How this norm is converted to a linear programming problem

Question

I came across this problem in control systems and I would like to know how minimizing the norm is converted to a linear programming problem. The optimization problem seeks to minimize the Taxicab norm stated as follows

$$ \min_{\boldsymbol{u}} \| J\boldsymbol{u}+\alpha\boldsymbol{e}\|_1 $$ where $J \in \mathbb{R}^{m\times n},\boldsymbol{u}\in \mathbb{R}^{n},\boldsymbol{e}\in \mathbb{R}^{m}$. Clearly the optimization problem is not linear due to the absolute value of the norm. In order to solve it using Simplex method, we need to convert it to a linear optimization problem. In the paper I'm reading, they suggest the following conversion which I don't understand how they reach to this form.
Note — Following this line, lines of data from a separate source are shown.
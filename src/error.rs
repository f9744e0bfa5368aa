use thiserror::Error as ThisError;

/// 呼叫端需要分辨的錯誤
///
/// 對外的函式一律回傳 `anyhow::Result`，需要判斷錯誤種類時使用
/// [`ErrorKind`] 或 `err.downcast_ref::<Error>()`。
#[derive(Debug, ThisError)]
pub enum Error {
    /// 回應的 HTTP 狀態碼不在 200..=299
    #[error("{method} {url}: {status}")]
    HttpStatus {
        method: String,
        url: String,
        status: u16,
    },
    /// 回應的欄位、筆數或格式與預期不符
    #[error("failed parsing {0}")]
    Shape(String),
    /// 回應的狀態字串不是成功
    #[error("invalid state: {0}")]
    InvalidStat(String),
    /// 證券代號不在證券清單內
    #[error("invalid code: {0}")]
    InvalidCode(String),
    /// 查詢不到資料
    #[error("no data found")]
    NoData,
    /// 查詢日期超出交易所提供的範圍
    #[error("date out of range")]
    DateOutOfRange,
    /// 當日暫停交易，該筆資料直接略過
    #[error("suspended trading")]
    SuspendedTrading,
    /// 欄位轉換失敗
    #[error("failed parsing {field}: {source}")]
    Field {
        field: &'static str,
        #[source]
        source: Box<dyn std::error::Error + Send + Sync + 'static>,
    },
}

impl Error {
    pub(crate) fn field(field: &'static str, why: anyhow::Error) -> Self {
        Error::Field {
            field,
            source: why.into(),
        }
    }
}

/// Lets callers inspect an `anyhow::Error` returned by this crate.
pub trait ErrorKind {
    fn kind(&self) -> Option<&Error>;

    fn is_no_data(&self) -> bool {
        matches!(self.kind(), Some(Error::NoData))
    }

    fn is_date_out_of_range(&self) -> bool {
        matches!(self.kind(), Some(Error::DateOutOfRange))
    }

    fn is_suspended_trading(&self) -> bool {
        matches!(self.kind(), Some(Error::SuspendedTrading))
    }

    fn is_invalid_code(&self) -> bool {
        matches!(self.kind(), Some(Error::InvalidCode(_)))
    }

    fn http_status(&self) -> Option<u16> {
        match self.kind() {
            Some(Error::HttpStatus { status, .. }) => Some(*status),
            _ => None,
        }
    }
}

impl ErrorKind for anyhow::Error {
    fn kind(&self) -> Option<&Error> {
        self.downcast_ref::<Error>()
    }
}

#[cfg(test)]
mod tests {
    use anyhow::{anyhow, Context};

    use super::*;

    #[test]
    fn test_http_status_message() {
        let err = Error::HttpStatus {
            method: "GET".to_string(),
            url: "https://www.twse.com.tw/exchangeReport/FMTQIK".to_string(),
            status: 400,
        };

        assert_eq!(
            err.to_string(),
            "GET https://www.twse.com.tw/exchangeReport/FMTQIK: 400"
        );
        assert!(err.to_string().ends_with(": 400"));
    }

    #[test]
    fn test_kind_through_context() {
        let err = anyhow::Error::new(Error::NoData).context("Failed to visit tpex quote");
        assert!(err.is_no_data());
        assert!(!err.is_date_out_of_range());

        let err: anyhow::Error = Error::DateOutOfRange.into();
        assert!(err.is_date_out_of_range());

        let err = anyhow!("plain");
        assert!(err.kind().is_none());

        let err = Err::<(), _>(Error::HttpStatus {
            method: "POST".to_string(),
            url: "http://localhost/".to_string(),
            status: 502,
        })
        .context("wrapped")
        .unwrap_err();
        assert_eq!(err.http_status(), Some(502));
    }

    #[test]
    fn test_field_error_keeps_source() {
        let err = Error::field("quote open", anyhow!("bad decimal"));
        assert_eq!(err.to_string(), "failed parsing quote open: bad decimal");
        assert!(std::error::Error::source(&err).is_some());
    }
}
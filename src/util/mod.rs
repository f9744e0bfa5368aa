pub mod datetime;
pub mod http;
pub mod map;
pub mod text;
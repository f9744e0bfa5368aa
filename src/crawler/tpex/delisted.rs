use anyhow::{Context, Result};
use scraper::Html;

use crate::{
    client::{Client, Site},
    declare::{DelistedSecurity, Market},
    error::Error,
    util::http::{self, element},
};

const PATH: &str = "/web/regular_emerging/deListed/de-listed_companies.php";

/// 取得終止上櫃公司名單，`page` 從 0 開始
pub async fn visit(client: &Client, page: u32) -> Result<Vec<DelistedSecurity>> {
    let url = client.endpoint(Site::Tpex, PATH, &[])?;
    let to_page = page.saturating_add(1).to_string();
    let form = [
        ("stk_code", ""),
        ("select_year", "ALL"),
        ("topage", to_page.as_str()),
        ("DELIST_REASON", "-1"),
    ];
    let html = http::post_form_text(client.http(), url, &form, client.decoder(Site::Tpex))
        .await
        .with_context(|| format!("Failed to visit tpex de-listed companies page {}", page))?;

    parse(&html)
}

/// 第一個表格︰三格的列是標題，四格的列為︰股票代號、公司名稱、終止上櫃日期、備註
pub fn parse(html: &str) -> Result<Vec<DelistedSecurity>> {
    let document = Html::parse_document(html);
    let table = element::selector("table")?;
    let tr = element::selector("tr")?;
    let td = element::selector("td")?;
    let mut result = Vec::new();

    let Some(table) = document.select(&table).next() else {
        return Ok(result);
    };

    for node in table.select(&tr) {
        let tds = element::cells(&node, &td);
        match tds.len() {
            3 => continue,
            4 => result.push(DelistedSecurity {
                code: element::text_of(&tds[0]),
                name: element::parse_to_string(&tds[1], "a"),
                market: Market::TPEx,
            }),
            n => return Err(Error::Shape(format!("security fields: {} cells", n)).into()),
        }
    }

    Ok(result)
}
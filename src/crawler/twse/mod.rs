/// 終止上市公司
pub mod delisted;
/// 每日市場成交資訊-上市
pub mod market_data;
/// 個股日成交資訊-上市
pub mod quote;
$$ \begin{aligned} \min_{\boldsymbol{u},\boldsymbol{y}} \quad & \boldsymbol{1}^T\left( 2\boldsymbol{y} - ( J\boldsymbol{u}+\alpha\boldsymbol{e}) \right)\\ \textrm{s.t.} \quad & J\boldsymbol{u}-\boldsymbol{y} \leq -\alpha\boldsymbol{e}\\ &\boldsymbol{y}\geq0 \\ \end{aligned} $$

I came across this Linear programming: minimizing ... which suggests two inequality constraints but I couldn't relate it to my problem. Any suggestions?

Sudix · Answer 1 · 2022-12-13T21:16:43.050

Since $\alpha,\boldsymbol{e}$ are both constant, let $c := \alpha\boldsymbol{e}$.

Let $J_i$ be the i'th row of the matrix $J$, i.e. $J:=\pmatrix{J_1\\\vdots\\ J_n}$.

Then from the definition of the matrix multiplication follows that $$ Ju = \pmatrix{J_1 u \\\vdots\\ J_n u} $$ Therefore $$ \min_{u} | Ju+c|_1 = \min_{u} \sum_{i=1}^n |J_i u+c_i| $$ Now, we can use your linked question:
It tells us that we take every summand $|J_i u+c_i|$, replace it with a new variable $x_i$ in the objective function and add the two constraints $x_i\ge (J_i u+c_i)$ and $x_i \ge -(J_i u+c_i)$.

Now our minimization problem is $$ \min_{u,x_1,...,x_n} \sum_{i=1}^n x_i $$ such that $$\forall i\in \{1,...,n\}:\quad x_i\ge (J_i u+c_i) ,x_i \ge -(J_i u+c_i)$$ And from now it's reverse fitting:

Defining $x:= \pmatrix{x_1\\\vdots\\x_n}$ let's us reformulate to:

$$ \min_{u,x} \mathbb{1}^T x $$ such that $$x\ge J u+c ,x \ge -J u-c$$

Now we make the substitution $ x\leftarrow 2y-Ju-c$ and obtain: $$ \min_{u,y} \mathbb{1}^T (2y-(Ju+c)) $$ such that $$y\ge Ju+c ,y \ge 0$$

, which is the claimed formula.

Regarding the comment:

Substitutions like this are something general to equation systems. There are lots of small tricks involved, depending on what you want to do; Unluckily, I know of no source with gathers them.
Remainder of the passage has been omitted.